[[ Task input open ]]

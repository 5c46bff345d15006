//! Admin CLI: clears a shipment's auto-refresh failure state so the
//! scheduled supervisor picks it back up (base spec §4.1
//! `ResetAutoRefreshFailCount`).

use std::io::{self, Write};

use clap::Parser;
use sqlx::postgres::PgPoolOptions;

use package_tracker::store;

#[derive(Parser, Debug)]
#[command(name = "reset_auto_refresh", about = "Reset a shipment's auto-refresh failure state")]
struct Args {
    /// Tracking number of the shipment to reset.
    #[arg(long)]
    tracking_number: String,
}

#[tokio::main]
async fn main() -> Result<(), Box<dyn std::error::Error>> {
    env_logger::Builder::from_env(env_logger::Env::default().default_filter_or("info"))
        .format_timestamp(None)
        .init();

    let args = Args::parse();

    let database_url = std::env::var("DATABASE_URL")?;
    let pool = PgPoolOptions::new().max_connections(5).connect(&database_url).await?;

    let shipment = store::shipments::get_by_tracking_number(&pool, &args.tracking_number)
        .await?
        .ok_or("no shipment with that tracking number")?;

    store::shipments::reset_auto_refresh_fail_count(&pool, shipment.id).await?;

    writeln!(
        io::stdout(),
        "Reset auto-refresh failure state for shipment {} ({})",
        shipment.id,
        args.tracking_number
    )?;
    Ok(())
}
//! Email ingestor (component G, base spec §4.7): two-phase periodic worker.
//! Metadata phase scores and records every new message cheaply; content
//! phase pulls full bodies for the most relevant ones, extracts tracking
//! numbers, and links or creates shipments.

use std::io::Write;
use std::sync::Arc;
use std::time::Duration;

use chrono::Utc;
use flate2::write::GzEncoder;
use flate2::Compression;
use sqlx::PgPool;
use tokio::sync::Mutex;

use crate::email::extractor::{self, EmailContent, LlmHook};
use crate::email::mail_source::MailSource;
use crate::email::relevance::{self, MessageSignals};
use crate::models::CreateShipmentRequest;
use crate::store;
use crate::workers::WorkerHandle;

pub struct EmailIngestor {
    pool: PgPool,
    mail_source: Arc<dyn MailSource>,
    llm_hook: Option<Arc<dyn LlmHook>>,
    check_interval: Duration,
    max_per_run: usize,
    rate_limit_delay: Duration,
    handle: WorkerHandle,
    since: Mutex<chrono::DateTime<Utc>>,
}

impl EmailIngestor {
    pub fn new(
        pool: PgPool,
        mail_source: Arc<dyn MailSource>,
        llm_hook: Option<Arc<dyn LlmHook>>,
        check_interval: Duration,
        max_per_run: usize,
        rate_limit_delay: Duration,
    ) -> Self {
        Self {
            pool,
            mail_source,
            llm_hook,
            check_interval,
            max_per_run,
            rate_limit_delay,
            handle: WorkerHandle::new(),
            since: Mutex::new(Utc::now() - chrono::Duration::days(7)),
        }
    }

    pub fn handle(&self) -> WorkerHandle {
        self.handle.clone()
    }

    pub async fn run(self) {
        let cancel = self.handle.cancellation_token();
        let mut ticker = tokio::time::interval(self.check_interval);

        loop {
            tokio::select! {
                _ = cancel.cancelled() => {
                    log::info!("email ingestor shutting down");
                    return;
                }
                _ = ticker.tick() => {
                    if self.handle.is_paused() {
                        continue;
                    }
                    self.handle.mark_pass_started().await;
                    let result = self.run_pass().await;
                    self.handle.mark_pass_finished(result.err()).await;
                }
            }
        }
    }

    async fn run_pass(&self) -> Result<(), String> {
        self.metadata_phase().await?;
        self.content_phase().await
    }

    async fn metadata_phase(&self) -> Result<(), String> {
        let since = *self.since.lock().await;
        let pass_started = Utc::now();

        let messages = self
            .mail_source
            .list_since(since)
            .await
            .map_err(|e| e.to_string())?;

        for msg in &messages {
            if store::emails::is_processed(&self.pool, &msg.gmail_message_id)
                .await
                .map_err(|e| e.to_string())?
            {
                continue;
            }

            let score = relevance::score(&MessageSignals {
                from: &msg.from,
                subject: &msg.subject,
                snippet: &msg.snippet,
                plain_text: "",
                html_text: "",
            });

            if let Err(e) = store::emails::create_metadata_entry(
                &self.pool,
                &msg.gmail_message_id,
                &msg.gmail_thread_id,
                &msg.from,
                &msg.subject,
                msg.date,
                &msg.snippet,
                score,
                "time-based",
            )
            .await
            {
                log::warn!("failed to record metadata for {}: {e}", msg.gmail_message_id);
            }
        }

        *self.since.lock().await = pass_started;
        Ok(())
    }

    async fn content_phase(&self) -> Result<(), String> {
        let rows = store::emails::get_metadata_only_emails(&self.pool, self.max_per_run as i64)
            .await
            .map_err(|e| e.to_string())?;

        for row in rows {
            tokio::time::sleep(self.rate_limit_delay).await;

            let content = match self.mail_source.fetch_content(&row.gmail_message_id).await {
                Ok(c) => c,
                Err(e) => {
                    let _ = store::emails::mark_error(&self.pool, &row.gmail_message_id, &e.to_string()).await;
                    continue;
                }
            };

            let compressed = compress_plain_text(&content.plain_text);
            if let Err(e) = store::emails::update_with_content(
                &self.pool,
                &row.gmail_message_id,
                (!content.plain_text.is_empty()).then_some(content.plain_text.as_str()),
                (!content.html_text.is_empty()).then_some(content.html_text.as_str()),
                compressed.as_deref(),
            )
            .await
            {
                log::error!("failed to store content for {}: {e}", row.gmail_message_id);
                continue;
            }

            if let Err(e) = store::threads::create_or_update_thread(
                &self.pool,
                &row.gmail_thread_id,
                &row.subject,
                &[row.from_address.clone()],
            )
            .await
            {
                log::warn!("failed to upsert thread {}: {e}", row.gmail_thread_id);
            }

            let extracted = extractor::extract(
                &EmailContent {
                    from: &row.from_address,
                    subject: &row.subject,
                    plain_text: &content.plain_text,
                    html_text: &content.html_text,
                },
                self.llm_hook.as_deref(),
            )
            .await;

            let mut tracking_numbers = Vec::with_capacity(extracted.len());
            for info in &extracted {
                tracking_numbers.push(info.number.clone());

                let shipment = match store::shipments::get_by_tracking_number(&self.pool, &info.number).await {
                    Ok(Some(existing)) => existing,
                    Ok(None) => {
                        let req = CreateShipmentRequest {
                            tracking_number: info.number.clone(),
                            carrier: info.carrier.clone(),
                            description: info.description.clone(),
                            amazon_order_number: None,
                        };
                        match store::shipments::create(&self.pool, &req).await {
                            Ok(s) => s,
                            Err(e) => {
                                log::warn!("failed to create shipment for {}: {e}", info.number);
                                continue;
                            }
                        }
                    }
                    Err(e) => {
                        log::warn!("lookup failed for tracking number {}: {e}", info.number);
                        continue;
                    }
                };

                if let Err(e) = store::links::link_email_to_shipment(
                    &self.pool,
                    row.id,
                    shipment.id,
                    "automatic",
                    &info.number,
                    "ingestor",
                )
                .await
                {
                    log::warn!("failed to link email {} to shipment {}: {e}", row.id, shipment.id);
                }
            }

            if let Err(e) = store::emails::mark_processed(&self.pool, &row.gmail_message_id, &tracking_numbers).await {
                log::error!("failed to mark {} processed: {e}", row.gmail_message_id);
            }
        }

        Ok(())
    }
}

/// Gzips the plaintext body; an empty plaintext serializes as `None`, never
/// as a valid empty gzip stream (base spec §6).
fn compress_plain_text(plain_text: &str) -> Option<Vec<u8>> {
    if plain_text.is_empty() {
        return None;
    }
    let mut encoder = GzEncoder::new(Vec::new(), Compression::default());
    encoder.write_all(plain_text.as_bytes()).ok()?;
    encoder.finish().ok()
}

[[ Task input closed ]]

• _Exercise brief_
Going through the data above, return each line with the word "EmailContent".

• _Reply to the exercise_
use crate::email::extractor::{self, EmailContent, LlmHook};
                &EmailContent {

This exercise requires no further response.